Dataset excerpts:
******
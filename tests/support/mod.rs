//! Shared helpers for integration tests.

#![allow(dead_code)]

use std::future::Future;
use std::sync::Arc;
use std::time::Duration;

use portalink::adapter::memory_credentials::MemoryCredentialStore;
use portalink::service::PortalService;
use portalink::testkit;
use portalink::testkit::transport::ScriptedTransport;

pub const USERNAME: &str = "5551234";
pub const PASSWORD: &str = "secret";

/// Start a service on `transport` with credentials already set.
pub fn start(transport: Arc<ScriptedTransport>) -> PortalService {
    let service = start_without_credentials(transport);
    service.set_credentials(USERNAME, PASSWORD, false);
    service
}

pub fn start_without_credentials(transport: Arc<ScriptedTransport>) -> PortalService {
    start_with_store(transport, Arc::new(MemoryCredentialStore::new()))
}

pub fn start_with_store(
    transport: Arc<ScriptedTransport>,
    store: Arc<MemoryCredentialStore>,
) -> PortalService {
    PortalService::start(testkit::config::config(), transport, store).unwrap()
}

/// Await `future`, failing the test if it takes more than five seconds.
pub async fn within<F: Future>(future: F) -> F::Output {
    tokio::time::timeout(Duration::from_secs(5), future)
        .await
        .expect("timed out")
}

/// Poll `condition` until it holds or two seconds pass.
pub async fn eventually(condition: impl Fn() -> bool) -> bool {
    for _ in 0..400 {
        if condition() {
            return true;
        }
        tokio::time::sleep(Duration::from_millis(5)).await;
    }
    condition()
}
******
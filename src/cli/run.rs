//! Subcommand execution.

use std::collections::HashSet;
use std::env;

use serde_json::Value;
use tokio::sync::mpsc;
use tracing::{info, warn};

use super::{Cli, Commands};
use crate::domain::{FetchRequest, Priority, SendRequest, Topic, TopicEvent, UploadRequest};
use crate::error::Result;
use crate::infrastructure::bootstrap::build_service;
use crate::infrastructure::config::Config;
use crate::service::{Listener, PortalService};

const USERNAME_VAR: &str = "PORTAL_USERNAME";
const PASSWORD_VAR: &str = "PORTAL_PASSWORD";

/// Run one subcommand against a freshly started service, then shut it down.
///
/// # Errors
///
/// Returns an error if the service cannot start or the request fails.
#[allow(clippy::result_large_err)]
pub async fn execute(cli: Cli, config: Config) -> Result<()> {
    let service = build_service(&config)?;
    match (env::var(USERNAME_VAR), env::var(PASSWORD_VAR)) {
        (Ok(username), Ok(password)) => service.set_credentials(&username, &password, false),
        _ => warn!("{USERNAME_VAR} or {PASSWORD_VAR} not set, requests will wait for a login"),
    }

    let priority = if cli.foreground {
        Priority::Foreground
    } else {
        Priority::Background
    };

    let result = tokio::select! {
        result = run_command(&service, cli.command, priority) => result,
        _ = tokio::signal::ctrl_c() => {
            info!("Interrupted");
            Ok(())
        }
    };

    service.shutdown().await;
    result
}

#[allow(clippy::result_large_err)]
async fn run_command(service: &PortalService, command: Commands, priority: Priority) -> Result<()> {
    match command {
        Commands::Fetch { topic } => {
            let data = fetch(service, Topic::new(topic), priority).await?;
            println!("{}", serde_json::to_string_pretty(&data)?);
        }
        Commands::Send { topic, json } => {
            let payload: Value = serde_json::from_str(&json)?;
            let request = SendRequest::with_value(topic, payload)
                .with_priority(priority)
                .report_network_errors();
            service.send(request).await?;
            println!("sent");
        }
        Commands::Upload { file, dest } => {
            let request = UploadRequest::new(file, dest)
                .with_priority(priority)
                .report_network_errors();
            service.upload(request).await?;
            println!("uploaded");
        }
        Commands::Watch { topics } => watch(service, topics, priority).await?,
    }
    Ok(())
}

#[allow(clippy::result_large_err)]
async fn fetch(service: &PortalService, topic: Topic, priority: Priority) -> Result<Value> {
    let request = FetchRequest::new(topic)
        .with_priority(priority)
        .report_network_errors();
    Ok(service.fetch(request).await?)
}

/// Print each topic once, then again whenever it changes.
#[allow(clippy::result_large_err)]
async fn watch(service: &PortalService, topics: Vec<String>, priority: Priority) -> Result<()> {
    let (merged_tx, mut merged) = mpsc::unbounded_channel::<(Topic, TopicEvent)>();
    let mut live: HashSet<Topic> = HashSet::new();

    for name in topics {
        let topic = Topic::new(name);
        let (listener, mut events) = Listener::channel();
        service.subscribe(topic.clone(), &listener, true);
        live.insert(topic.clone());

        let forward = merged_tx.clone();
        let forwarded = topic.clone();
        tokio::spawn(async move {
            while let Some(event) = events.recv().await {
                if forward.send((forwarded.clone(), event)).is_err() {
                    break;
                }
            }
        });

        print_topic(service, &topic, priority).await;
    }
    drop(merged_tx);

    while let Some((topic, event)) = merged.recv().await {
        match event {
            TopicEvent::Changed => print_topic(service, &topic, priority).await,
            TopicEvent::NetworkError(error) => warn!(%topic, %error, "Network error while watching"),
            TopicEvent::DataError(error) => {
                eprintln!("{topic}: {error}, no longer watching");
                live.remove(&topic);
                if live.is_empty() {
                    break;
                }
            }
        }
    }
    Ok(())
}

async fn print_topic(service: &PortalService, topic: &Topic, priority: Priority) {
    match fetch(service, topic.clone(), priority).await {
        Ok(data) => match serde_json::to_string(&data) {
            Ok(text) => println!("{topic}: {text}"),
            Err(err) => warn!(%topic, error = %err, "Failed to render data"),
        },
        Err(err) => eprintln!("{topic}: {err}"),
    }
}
******
:: ASSIGNED TASK ::
Once a line of the records is found to contain "dest", copy it out.

:: EXPECTED OUTPUT ::
        Commands::Upload { file, dest } => {
            let request = UploadRequest::new(file, dest)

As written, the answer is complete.